Very poor performance on 8khz data


(Shaikh Zhas) #1

Hi everyone

I have eventually succeeded in training my model on Russian/Kazakh mixed data.
However, I got very high WER.
I suppose that the main reason is the usage of 8KHZ instead of 16khz.
What do you think about this? Any comments?

This is what I got at the end of the training session:

I Training of Epoch 99 - loss: 2.772892
I FINISHED Optimization - training time: 1:20:22
100% (499 of 499) |######################| Elapsed Time: 0:29:22 Time: 0:29:22
Preprocessing [’/home/dulan/data/test.csv’]
Preprocessing done
Computing acoustic model predictions…
100% (285 of 285) |######################| Elapsed Time: 0:08:37 Time: 0:08:37
Decoding predictions…
100% (285 of 285) |######################| Elapsed Time: 0:07:52 Time: 0:07:52
Test - WER: 0.993192, CER: 66.797807, loss: 326.212860

Train: 15,000 wav files
Dev: 4000 wav files
Test: 1500 wav files

The run command:
nohup python -u DeepSpeech/DeepSpeech.py --train_files /home/dulan/data/train.csv --dev_files /home/dulan/data/dev.csv --test_files /home/dulan/data/test.csv --train_batch_size 8 --dev_batch_size 8 --test_batch_size 8 -alphabet_config_path /home/dulan/models/alphabet.txt --lm_binary_path /home/dulan/models/lm.binary --lm_trie_path /home/dulan/models/trie --epoch 100 --display_step 1 --export_dir /home/dulan/models --learning_rate 0.000025 --dropout_rate 0 --word_count_weight 3.5 --log_level 1

Also, how we can configure deepspeech 16khz default input to 8KHZ ?

@lissyx (BTW thanks for last comments)

Best


(kdavis) #2
  • How did you convert the 8KHz data to 16KHz?
  • Converting entire Deep Speech pipeline to use 8KHz is harder than converting your 8KHz data to 16KHz.

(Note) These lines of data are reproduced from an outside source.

//! Beat-triggered click player.
//!
//! The host tells the player which beat it is on every callback; the player
//! starts a click whenever the integer beat changes to a new known value and
//! streams that click's frames into the output until it runs out.

use mc_ir::{BeatIndex, DecodedSample, TimeSignature, FULL_SCALE};

use crate::config::{ConfigError, PlayerConfig};
use crate::scratch::ScratchBuffer;
use crate::transport::{Transport, TransportState};
use crate::voice::{ClickSlot, ClickVoice};

/// What one call to [`ClickPlayer::process_block`] did.
#[derive(Clone, Copy, Debug, PartialEq, Eq)]
pub enum ProcessOutcome {
    /// Not playing, or volume is zero. Nothing advanced.
    Inactive,
    /// Playing, but no click is sounding.
    Silent,
    /// A beat boundary started a new click.
    Triggered(ClickSlot),
    /// An earlier click kept streaming.
    Streaming(ClickSlot),
    /// A beat boundary selected a sound that is not loaded; nothing was mixed.
    MissingSample(ClickSlot),
}

/// Metronome click player.
///
/// Owns its primary and accent sounds exclusively. Replacing a sound hands
/// the old one back to the caller, dropping it releases it.
pub struct ClickPlayer {
    config: PlayerConfig,
    transport: Transport,
    primary: Option<DecodedSample>,
    secondary: Option<DecodedSample>,
    voice: Option<ClickVoice>,
    scratch: ScratchBuffer,
}

impl ClickPlayer {
    /// Create a stopped player with no sounds loaded.
    pub fn new(config: PlayerConfig) -> Result<Self, ConfigError> {
        config.validate()?;
        Ok(Self {
            config,
            transport: Transport::new(),
            primary: None,
            secondary: None,
            voice: None,
            scratch: ScratchBuffer::new(),
        })
    }

    // --- Transport ---

    pub fn play(&mut self) {
        if self.transport.state() == TransportState::Stopped {
            self.voice = None;
        }
        self.transport.play();
        log::debug!("click player: play");
    }

    pub fn pause(&mut self) {
        self.transport.pause();
        log::debug!("click player: pause at {:.1} ms", self.transport.position_ms());
    }

    pub fn stop(&mut self) {
        self.transport.stop();
        self.voice = None;
        log::debug!("click player: stop");
    }

    /// Zero the position. Stops playback if `stop_after`, otherwise plays.
    pub fn reset_position(&mut self, stop_after: bool) {
        self.transport.reset_position(stop_after);
        self.voice = None;
    }

    /// Relative playback tempo, 1.0 is original speed.
    pub fn set_tempo(&mut self, tempo: f32) {
        self.transport.set_tempo(tempo);
    }

    /// Where the beatgrid begins, for hosts that derive beats from it.
    pub fn set_first_beat_ms(&mut self, first_beat_ms: f32) {
        self.transport.set_first_beat_ms(first_beat_ms);
    }

    pub fn set_gain(&mut self, gain: f32) -> Result<(), ConfigError> {
        let config = self.config.with_gain(gain);
        config.validate()?;
        self.config = config;
        Ok(())
    }

    pub fn state(&self) -> TransportState {
        self.transport.state()
    }

    pub fn is_playing(&self) -> bool {
        self.transport.is_playing()
    }

    pub fn transport(&self) -> &Transport {
        &self.transport
    }

    pub fn position_ms(&self) -> f64 {
        self.transport.position_ms()
    }

    /// Frames processed while a click was sounding.
    pub fn total_frames(&self) -> u64 {
        self.transport.click_frames()
    }

    pub fn tempo(&self) -> f32 {
        self.transport.tempo()
    }

    pub fn first_beat_ms(&self) -> f32 {
        self.transport.first_beat_ms()
    }

    pub fn beat_index(&self) -> BeatIndex {
        self.transport.beat_index()
    }

    pub fn signature(&self) -> TimeSignature {
        self.config.signature
    }

    pub fn config(&self) -> &PlayerConfig {
        &self.config
    }

    /// The click currently streaming, if any.
    pub fn voice(&self) -> Option<&ClickVoice> {
        self.voice.as_ref()
    }

    // --- Sounds ---

    pub fn primary(&self) -> Option<&DecodedSample> {
        self.primary.as_ref()
    }

    pub fn secondary(&self) -> Option<&DecodedSample> {
        self.secondary.as_ref()
    }

    pub fn sample(&self, slot: ClickSlot) -> Option<&DecodedSample> {
        slot_sample(&self.primary, &self.secondary, slot)
    }

    /// Replace the regular click, returning the previous one.
    pub fn set_primary(&mut self, sample: DecodedSample) -> Option<DecodedSample> {
        self.replace(ClickSlot::Primary, Some(sample))
    }

    /// Replace the accent click, returning the previous one.
    pub fn set_secondary(&mut self, sample: DecodedSample) -> Option<DecodedSample> {
        self.replace(ClickSlot::Accent, Some(sample))
    }

    /// Release both sounds.
    pub fn clear(&mut self) {
        self.replace(ClickSlot::Primary, None);
        self.replace(ClickSlot::Accent, None);
    }

    fn replace(&mut self, slot: ClickSlot, sample: Option<DecodedSample>) -> Option<DecodedSample> {
        if let Some(s) = &sample {
            if s.sample_rate() != self.config.sample_rate {
                log::warn!(
                    "click '{}' is {} Hz but output is {} Hz; it will play at the wrong pitch",
                    s.name(),
                    s.sample_rate(),
                    self.config.sample_rate
                );
            }
        }
        if self.voice.is_some_and(|v| v.slot() == slot) {
            self.voice = None;
        }
        match slot {
            ClickSlot::Primary => core::mem::replace(&mut self.primary, sample),
            ClickSlot::Accent => core::mem::replace(&mut self.secondary, sample),
        }
    }

    /// Pause, then decode `path` as the regular click.
    ///
    /// On failure the previous sound stays loaded.
    #[cfg(feature = "std")]
    pub fn load_primary_sound(
        &mut self,
        path: impl AsRef<std::path::Path>,
    ) -> Result<(), mc_formats::DecodeError> {
        self.load(ClickSlot::Primary, path.as_ref())
    }

    /// Pause, then decode `path` as the accent click played on downbeats.
    ///
    /// On failure the previous sound stays loaded.
    #[cfg(feature = "std")]
    pub fn load_secondary_sound(
        &mut self,
        path: impl AsRef<std::path::Path>,
    ) -> Result<(), mc_formats::DecodeError> {
        self.load(ClickSlot::Accent, path.as_ref())
    }

    #[cfg(feature = "std")]
    fn load(&mut self, slot: ClickSlot, path: &std::path::Path) -> Result<(), mc_formats::DecodeError> {
        self.pause();
        let sample = mc_formats::load_wav(path).map_err(|e| {
            log::error!("failed to load {:?} click from {}: {}", slot, path.display(), e);
            e
        })?;
        log::info!(
            "loaded {:?} click {} ({} frames)",
            slot,
            path.display(),
            sample.frames()
        );
        self.replace(slot, Some(sample));
        Ok(())
    }

    // --- Processing ---

    /// Mix clicks into an interleaved stereo buffer.
    ///
    /// `buffer` holds `frames` stereo frames. With `add` the clicks are summed
    /// into the existing contents, otherwise the buffer is overwritten.
    /// `beat` is the host's beat index for this callback. Returns `add`
    /// unchanged for the caller's downstream composition.
    pub fn process(
        &mut self,
        buffer: &mut [f32],
        add: bool,
        frames: usize,
        volume: f32,
        beat: impl Into<BeatIndex>,
    ) -> bool {
        self.process_block(buffer, add, frames, volume, beat.into());
        add
    }

    /// Like [`process`](Self::process), reporting what happened.
    pub fn process_block(
        &mut self,
        buffer: &mut [f32],
        add: bool,
        frames: usize,
        volume: f32,
        beat: BeatIndex,
    ) -> ProcessOutcome {
        #[cfg(feature = "alloc_check")]
        let outcome =
            assert_no_alloc::assert_no_alloc(|| self.render(buffer, add, frames, volume, beat));
        #[cfg(not(feature = "alloc_check"))]
        let outcome = self.render(buffer, add, frames, volume, beat);
        outcome
    }

    fn render(
        &mut self,
        buffer: &mut [f32],
        add: bool,
        frames: usize,
        volume: f32,
        beat: BeatIndex,
    ) -> ProcessOutcome {
        let frames = frames.min(buffer.len() / 2);
        let output = &mut buffer[..frames * 2];
        if !add {
            output.fill(0.0);
        }

        // NaN volume counts as silent.
        let audible = volume > 0.0;
        if !self.transport.is_playing() || !audible {
            return ProcessOutcome::Inactive;
        }

        self.transport.advance(frames, self.config.sample_rate);

        let mut triggered = false;
        if let Some(previous) = self.transport.cross_beat(beat) {
            let slot = self.select_slot(beat.beat(), previous);
            if self.sample(slot).is_none() {
                self.voice = None;
                return ProcessOutcome::MissingSample(slot);
            }
            self.voice = Some(ClickVoice::new(slot));
            triggered = true;
        }

        let Some(mut voice) = self.voice else {
            return ProcessOutcome::Silent;
        };
        let slot = voice.slot();
        let Some(sample) = slot_sample(&self.primary, &self.secondary, slot) else {
            self.voice = None;
            return ProcessOutcome::MissingSample(slot);
        };

        let gain = self.config.gain;
        let block = self.config.max_block_frames;
        let mut done = 0;
        while done < frames && !voice.is_finished(sample) {
            let n = (frames - done).min(block);
            let (left, right) = self.scratch.prepare(n);
            voice.render(sample, left, right);
            mix_click(&mut output[done * 2..(done + n) * 2], left, right, gain, volume);
            done += n;
        }

        self.transport.count_click_frames(frames);
        self.voice = if voice.is_finished(sample) { None } else { Some(voice) };

        if triggered {
            ProcessOutcome::Triggered(slot)
        } else {
            ProcessOutcome::Streaming(slot)
        }
    }

    /// The accent goes on the downbeat, and on beat 1 when it follows an
    /// unknown position, provided an accent sound is loaded. Joining mid-bar
    /// on any other beat gets the regular click.
    fn select_slot(&self, beat: u32, previous: u32) -> ClickSlot {
        let accent = self.config.signature.is_downbeat(beat) || (previous == 0 && beat == 1);
        if accent && self.secondary.is_some() {
            ClickSlot::Accent
        } else {
            ClickSlot::Primary
        }
    }
}

impl core::fmt::Debug for ClickPlayer {
    fn fmt(&self, f: &mut core::fmt::Formatter<'_>) -> core::fmt::Result {
        f.debug_struct("ClickPlayer")
            .field("config", &self.config)
            .field("transport", &self.transport)
            .field("primary", &self.primary.as_ref().map(|s| s.name()))
            .field("secondary", &self.secondary.as_ref().map(|s| s.name()))
            .field("voice", &self.voice)
            .finish()
    }
}

fn slot_sample<'a>(
    primary: &'a Option<DecodedSample>,
    secondary: &'a Option<DecodedSample>,
    slot: ClickSlot,
) -> Option<&'a DecodedSample> {
    match slot {
        ClickSlot::Primary => primary.as_ref(),
        ClickSlot::Accent => secondary.as_ref(),
    }
}

/// Sum one block of click audio into interleaved stereo output.
///
/// Each sample is truncated to the 16-bit integer range first, then scaled
/// by `gain` and `volume`.
fn mix_click(output: &mut [f32], left: &[f32], right: &[f32], gain: f32, volume: f32) {
    for ((frame, &l), &r) in output.chunks_exact_mut(2).zip(left).zip(right) {
        frame[0] += to_pcm16(l) * gain * volume;
        frame[1] += to_pcm16(r) * gain * volume;
    }
}

fn to_pcm16(sample: f32) -> f32 {
    (sample * FULL_SCALE) as i16 as f32
}
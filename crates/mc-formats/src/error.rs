//! Error types for WAV decoding.

use thiserror::Error;

/// The container or codec is not the one supported layout.
#[derive(Debug, Error, PartialEq, Eq)]
pub enum FormatError {
    #[error("expected '{expected}' tag, found {found:?}")]
    BadTag {
        expected: &'static str,
        found: [u8; 4],
    },

    #[error("fmt chunk size must be 16, found {0}")]
    FmtChunkSize(u32),

    #[error("audio format {0} is not PCM (1)")]
    NotPcm(u16),

    #[error("{0} channels, only mono is supported")]
    Channels(u16),

    #[error("{0} bits per sample, only 16 is supported")]
    BitsPerSample(u16),

    #[error("sample rate must be non-zero")]
    SampleRate,

    #[error("data size {size} is not a multiple of the block alignment {block_align}")]
    DataSize { size: u32, block_align: u16 },

    #[error("stream ends inside the {0}")]
    Truncated(&'static str),
}

/// A derived header field disagrees with the value the file declares.
#[derive(Debug, Error, PartialEq, Eq)]
pub enum IntegrityError {
    #[error("byte rate is {found}, expected {expected}")]
    ByteRate { expected: u32, found: u32 },

    #[error("block alignment is {found}, expected {expected}")]
    BlockAlign { expected: u16, found: u16 },
}

/// Any failure while decoding. None of these are recoverable.
#[derive(Debug, Error)]
pub enum DecodeError {
    #[error("unsupported WAV file: {0}")]
    Format(#[from] FormatError),

    #[error("corrupt WAV header: {0}")]
    Integrity(#[from] IntegrityError),

    #[error("I/O error: {0}")]
    Io(#[from] std::io::Error),
}

impl DecodeError {
    /// Map a header read failure. Running out of bytes is a format error.
    pub(crate) fn from_binrw(err: binrw::Error, section: &'static str) -> Self {
        if err.is_eof() {
            return FormatError::Truncated(section).into();
        }
        match err {
            binrw::Error::Io(e) => DecodeError::Io(e),
            other => DecodeError::Io(std::io::Error::new(
                std::io::ErrorKind::InvalidData,
                other.to_string(),
            )),
        }
    }
}
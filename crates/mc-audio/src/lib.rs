//! Audio output backends for metroclick.

mod cpal_backend;
mod traits;

pub use cpal_backend::CpalOutput;
pub use traits::{AudioError, AudioOutput};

So I’d suggest converting your 8KHz data to 16KHz.

(Shaikh Zhas) #3

It is not difficult to convert 8khz to 16khz, but it will cause some noise on 16khz data.

How is it possible to reconfigure deepspeech to enable it work on 8khz data?


(kdavis) #4

I know it’s easy to convert from 8KHz data to 16KHz and I also know that there is a bug in the standard python “audioop” package that does this conversion. This is why I asked how you did the conversion.

So I want to ask again: How did you convert the 8KHz data to 16KHz?


(Shaikh Zhas) #5

using ffmpeg bash command


(kdavis) #6

OK.

Just looked at the size of your training set and it looks small.

To give you a better picture of the scale of data required, we train on about 1.5M wav files each of which is about 5-8 seconds long. So I think 15K files, unless they are very long files, is not enough to train on.

Out of curiosity what did the final loss look like for your test and dev sets? For the train set 326.212860 seems very high. I’m guessing you’re overfitting the training set with 100 epochs and not generalizing well.